Il fotovoltaico italiano continua a crescere e cambia volto: accelerano grandi impianti e sistemi di accumulo, rallenta il residenziale
Dopo la pausa estiva, ripartono in diverse regioni italiane bandi e opportunità di finanziamento per imprese e professionisti che vogliono investire nel fotovoltaico, nelle fonti rinnovabili e nei sistemi di accumulo. Le nuove misure introducono contributi a fondo perduto, finanziamenti agevolati e formule miste che, in alcuni casi, possono arrivare a coprire fino al 100% dell’investimento.

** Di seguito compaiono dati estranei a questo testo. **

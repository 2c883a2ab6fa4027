//! Notification History Routes

use alerting::NotificationRecord;
use axum::{
    extract::{Query, State},
    Json,
};
use serde::{Deserialize, Serialize};
use std::sync::Arc;

use crate::AppState;

/// Query parameters for notifications endpoint
#[derive(Debug, Deserialize)]
pub struct NotificationQuery {
    /// Only notifications for this user
    pub user: Option<String>,
    /// Maximum number of records
    #[serde(default = "default_limit")]
    pub limit: usize,
}

fn default_limit() -> usize {
    50
}

/// Response for notifications endpoint
#[derive(Debug, Serialize, Deserialize)]
pub struct NotificationResponse {
    pub data: Vec<NotificationRecord>,
    pub count: usize,
    pub failed_count: usize,
}

/// Get recent notifications, newest first
pub async fn get_notifications(
    State(state): State<Arc<AppState>>,
    Query(params): Query<NotificationQuery>,
) -> Json<NotificationResponse> {
    let limit = params.limit.min(500);
    let dispatcher = state.manager.dispatcher();

    let data: Vec<NotificationRecord> = match params.user.as_deref() {
        Some(user) => dispatcher
            .history(usize::MAX)
            .into_iter()
            .filter(|n| n.user == user)
            .take(limit)
            .collect(),
        None => dispatcher.history(limit),
    };
    let failed = data.iter().filter(|n| !n.delivered).count();

    Json(NotificationResponse {
        count: data.len(),
        failed_count: failed,
        data,
    })
}
//! Threat State Tracking
//!
//! Maps the smoothed threat score onto ordered discrete states:
//! - Band lookup against configurable thresholds
//! - Hysteresis on de-escalation (fast up, slow down)
//! - SOS latch that holds CRITICAL until resolved
//!
//! Also defines the immutable `Event` recorded for every evaluation.

pub mod event;
pub mod machine;
pub mod state;

pub use event::{Event, Trigger};
pub use machine::{SosLatch, ThreatStateMachine, Transition};
pub use state::{StateConfig, ThreatState, Thresholds};

use thiserror::Error;

/// State machine error types
#[derive(Error, Debug, Clone, PartialEq)]
pub enum StateError {
    #[error("Thresholds must satisfy 0 < low < medium < high < critical <= 1, got {0:?}")]
    NonMonotonicThresholds(Thresholds),

    #[error("Hysteresis margin {margin} must be in [0, {low})")]
    InvalidMargin { margin: f64, low: f64 },
}
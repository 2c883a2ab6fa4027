//! Edge-triggered escalation detection

use threat_state::ThreatState;
use tracing::debug;

/// Decides when an escalation deserves a notification.
///
/// Fires on entry into HIGH or CRITICAL, not while the state stays there.
/// Remembers the lowest alerting level seen since the last notification, so
/// HIGH -> CRITICAL fires again but CRITICAL -> CRITICAL does not. Dropping
/// below HIGH re-arms it.
#[derive(Debug, Clone, Default)]
pub struct EscalationTrigger {
    alerted: Option<ThreatState>,
}

impl EscalationTrigger {
    pub fn new() -> Self {
        Self::default()
    }

    /// Feed the state after an evaluation; returns true if an alert is due
    pub fn observe(&mut self, state: ThreatState) -> bool {
        if !state.is_alerting() {
            if self.alerted.take().is_some() {
                debug!("Escalation trigger re-armed at {}", state);
            }
            return false;
        }

        let fire = match self.alerted {
            Some(level) => state > level,
            None => true,
        };
        self.alerted = Some(state);
        fire
    }

    /// Mark a level as already notified without firing (used after SOS,
    /// which notifies on its own)
    pub fn suppress(&mut self, state: ThreatState) {
        if state.is_alerting() {
            self.alerted = Some(state);
        }
    }

    /// Level last notified, if still within an alerting episode
    pub fn alerted(&self) -> Option<ThreatState> {
        self.alerted
    }
}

Non si tratta, però, soltanto di installare pannelli sui tetti. Tra gli interventi ammessi, anche impianti sui parcheggi aziendali e impianti a terra, quando le coperture degli edifici non sono utilizzabili. Una possibilità che amplia gli spazi per l’autoproduzione di energia e che, in diversi bandi, viene accompagnata da incentivi più alti per micro e piccole imprese.

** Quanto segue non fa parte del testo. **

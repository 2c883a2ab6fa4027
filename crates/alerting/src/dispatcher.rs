//! Alert Dispatcher Implementation

use chrono::{DateTime, Utc};
use serde::{Deserialize, Serialize};
use std::collections::VecDeque;
use std::sync::{Arc, Mutex};
use threat_state::{Event, ThreatState};
use tracing::{debug, info, warn};

use crate::notifier::{
    ActivityLog, AlertKind, AlertPayload, Contact, ContactDirectory, ContactNotifier, Location,
};
use crate::AlertError;

/// Dispatcher configuration
#[derive(Debug, Clone, PartialEq, Serialize, Deserialize)]
#[serde(default)]
pub struct AlertConfig {
    /// Notifications kept for the history view (default: 100)
    pub notification_history: usize,
}

impl Default for AlertConfig {
    fn default() -> Self {
        Self {
            notification_history: 100,
        }
    }
}

/// One notification sent (or attempted) to one contact
#[derive(Debug, Clone, PartialEq, Serialize, Deserialize)]
pub struct NotificationRecord {
    pub kind: AlertKind,
    pub user: String,
    pub contact: Contact,
    pub message: String,
    pub state: ThreatState,
    pub score: f64,
    pub location: Option<Location>,
    pub timestamp: DateTime<Utc>,
    pub delivered: bool,
}

/// Summary of one dispatch
#[derive(Debug, Clone, Copy, PartialEq, Eq, Serialize, Deserialize)]
pub struct DispatchReport {
    pub kind: AlertKind,
    pub attempted: usize,
    pub delivered: usize,
}

impl DispatchReport {
    pub fn failed(&self) -> usize {
        self.attempted - self.delivered
    }
}

/// Sends alerts to a user's contacts and forwards events to the activity log
pub struct AlertDispatcher {
    config: AlertConfig,
    notifier: Arc<dyn ContactNotifier>,
    directory: Arc<dyn ContactDirectory>,
    activity: Arc<dyn ActivityLog>,
    history: Mutex<VecDeque<NotificationRecord>>,
}

impl AlertDispatcher {
    /// Create a new dispatcher
    pub fn new(
        config: AlertConfig,
        notifier: Arc<dyn ContactNotifier>,
        directory: Arc<dyn ContactDirectory>,
        activity: Arc<dyn ActivityLog>,
    ) -> Self {
        info!(
            "Creating alert dispatcher with notifier '{}' and config: {:?}",
            notifier.name(),
            config
        );
        Self {
            history: Mutex::new(VecDeque::with_capacity(config.notification_history)),
            config,
            notifier,
            directory,
            activity,
        }
    }

    /// Notify every registered contact of `payload.user`.
    ///
    /// Returns an error when the directory or notifier fails outright, or
    /// when no delivery succeeded. No contacts is not an error.
    pub async fn dispatch(&self, payload: &AlertPayload) -> Result<DispatchReport, AlertError> {
        let contacts = self.directory.contacts(&payload.user).await?;

        if contacts.is_empty() {
            warn!(
                "No emergency contacts registered for {}, {} not delivered",
                payload.user,
                payload.kind.as_str()
            );
            return Ok(DispatchReport {
                kind: payload.kind,
                attempted: 0,
                delivered: 0,
            });
        }

        let deliveries = self.notifier.notify(&contacts, payload).await?;
        let message = payload.message();
        let delivered = deliveries.iter().filter(|d| d.is_sent()).count();

        for delivery in &deliveries {
            if let crate::DeliveryStatus::Failed { reason } = &delivery.status {
                warn!(
                    "Delivery of {} to {} failed: {}",
                    payload.kind.as_str(),
                    delivery.contact.name,
                    reason
                );
            }

            self.remember(NotificationRecord {
                kind: payload.kind,
                user: payload.user.clone(),
                contact: delivery.contact.clone(),
                message: message.clone(),
                state: payload.state,
                score: payload.score,
                location: payload.location,
                timestamp: payload.timestamp,
                delivered: delivery.is_sent(),
            });
        }

        let report = DispatchReport {
            kind: payload.kind,
            attempted: deliveries.len(),
            delivered,
        };

        if delivered == 0 {
            return Err(AlertError::AllDeliveriesFailed {
                attempted: report.attempted,
            });
        }

        info!(
            "Dispatched {} for {}: {}/{} contacts notified",
            payload.kind.as_str(),
            payload.user,
            delivered,
            report.attempted
        );
        Ok(report)
    }

    /// Forward an event to the activity log. Failures are logged only.
    pub async fn record_event(&self, user: &str, event: &Event) {
        if let Err(e) = self.activity.record(user, event).await {
            warn!("Activity log rejected event for {}: {}", user, e);
        } else {
            debug!("Recorded {} event for {}", event.trigger(), user);
        }
    }

    /// Most recent notifications, newest first
    pub fn history(&self, limit: usize) -> Vec<NotificationRecord> {
        self.history
            .lock()
            .map(|h| h.iter().rev().take(limit).cloned().collect())
            .unwrap_or_default()
    }

    pub fn config(&self) -> &AlertConfig {
        &self.config
    }

    fn remember(&self, record: NotificationRecord) {
        if self.config.notification_history == 0 {
            return;
        }
        if let Ok(mut history) = self.history.lock() {
            while history.len() >= self.config.notification_history {
                history.pop_front();
            }
            history.push_back(record);
        }
    }
}

#[cfg(test)]
mod tests {
    use super::*;
    use crate::memory::{MemoryActivityLog, MemoryNotifier};
    use crate::notifier::{Delivery, StaticDirectory};
    use async_trait::async_trait;
    use std::collections::HashMap;
    use threat_state::Trigger;

    fn payload(kind: AlertKind, user: &str) -> AlertPayload {
        AlertPayload {
            kind,
            user: user.to_string(),
            state: ThreatState::Critical,
            score: 0.9,
            location: Some(Location { lat: 52.5, lng: 13.4 }),
            timestamp: Utc::now(),
        }
    }

    fn directory() -> Arc<StaticDirectory> {
        let mut contacts = HashMap::new();
        contacts.insert(
            "alice".to_string(),
            vec![
                Contact::new("Bob", "+100", "bob@example.com"),
                Contact::new("Carol", "+200", "carol@example.com"),
            ],
        );
        Arc::new(StaticDirectory::new(contacts))
    }

    fn dispatcher(notifier: Arc<dyn ContactNotifier>, history: usize) -> AlertDispatcher {
        AlertDispatcher::new(
            AlertConfig {
                notification_history: history,
            },
            notifier,
            directory(),
            Arc::new(MemoryActivityLog::new()),
        )
    }

    /// Delivers to the first contact only
    struct HalfNotifier;

    #[async_trait]
    impl ContactNotifier for HalfNotifier {
        fn name(&self) -> &str {
            "half"
        }

        async fn notify(
            &self,
            contacts: &[Contact],
            _payload: &AlertPayload,
        ) -> Result<Vec<Delivery>, AlertError> {
            Ok(contacts
                .iter()
                .enumerate()
                .map(|(i, c)| {
                    if i == 0 {
                        Delivery::sent(c.clone())
                    } else {
                        Delivery::failed(c.clone(), "unreachable")
                    }
                })
                .collect())
        }
    }

    #[tokio::test]
    async fn test_sos_reaches_every_contact() {
        let notifier = Arc::new(MemoryNotifier::new());
        let dispatcher = dispatcher(notifier.clone(), 100);

        let report = dispatcher
            .dispatch(&payload(AlertKind::Sos, "alice"))
            .await
            .unwrap();

        assert_eq!(report.attempted, 2);
        assert_eq!(report.delivered, 2);
        assert_eq!(notifier.last_contacts().len(), 2);

        let history = dispatcher.history(10);
        assert_eq!(history.len(), 2);
        assert_eq!(history[0].message, "URGENT: SOS activated by alice");
        assert!(history.iter().all(|r| r.delivered));
    }

    #[tokio::test]
    async fn test_no_contacts_is_not_an_error() {
        let notifier = Arc::new(MemoryNotifier::new());
        let dispatcher = dispatcher(notifier.clone(), 100);

        let report = dispatcher
            .dispatch(&payload(AlertKind::Sos, "nobody"))
            .await
            .unwrap();

        assert_eq!(report.attempted, 0);
        assert_eq!(notifier.call_count(), 0);
    }

    #[tokio::test]
    async fn test_notifier_failure_is_reported() {
        let notifier = Arc::new(MemoryNotifier::new());
        notifier.set_failure(Some("gateway down"));
        let dispatcher = dispatcher(notifier.clone(), 100);

        let err = dispatcher
            .dispatch(&payload(AlertKind::ThreatAlert, "alice"))
            .await
            .unwrap_err();

        assert!(matches!(err, AlertError::Notifier(ref reason) if reason == "gateway down"));
    }

    #[tokio::test]
    async fn test_partial_delivery_succeeds() {
        let dispatcher = dispatcher(Arc::new(HalfNotifier), 100);

        let report = dispatcher
            .dispatch(&payload(AlertKind::ThreatAlert, "alice"))
            .await
            .unwrap();

        assert_eq!(report.delivered, 1);
        assert_eq!(report.failed(), 1);
        assert_eq!(dispatcher.history(10).iter().filter(|r| !r.delivered).count(), 1);
    }

    #[tokio::test]
    async fn test_history_is_bounded() {
        let dispatcher = dispatcher(Arc::new(MemoryNotifier::new()), 3);

        for _ in 0..4 {
            dispatcher
                .dispatch(&payload(AlertKind::ThreatAlert, "alice"))
                .await
                .unwrap();
        }

        assert_eq!(dispatcher.history(100).len(), 3);
        assert_eq!(dispatcher.history(1).len(), 1);
    }

    #[tokio::test]
    async fn test_record_event_reaches_activity_log() {
        let activity = Arc::new(MemoryActivityLog::new());
        let dispatcher = AlertDispatcher::new(
            AlertConfig::default(),
            Arc::new(MemoryNotifier::new()),
            directory(),
            activity.clone(),
        );

        let event = Event::new(Trigger::Sos, ThreatState::Safe, ThreatState::Critical, 0.1);
        dispatcher.record_event("alice", &event).await;

        assert_eq!(activity.events_for("alice"), vec![event]);
        assert!(activity.events_for("bob").is_empty());
    }
}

La ripartenza degli incentivi arriva mentre il mercato italiano del solare sta attraversando una fase di profonda trasformazione. Il fotovoltaico continua a crescere, ma a cambiare è il tipo di impianti che sta trainando lo sviluppo: rallentano le installazioni residenziali, mentre acquistano peso imprese, grandi impianti e sistemi di accumulo.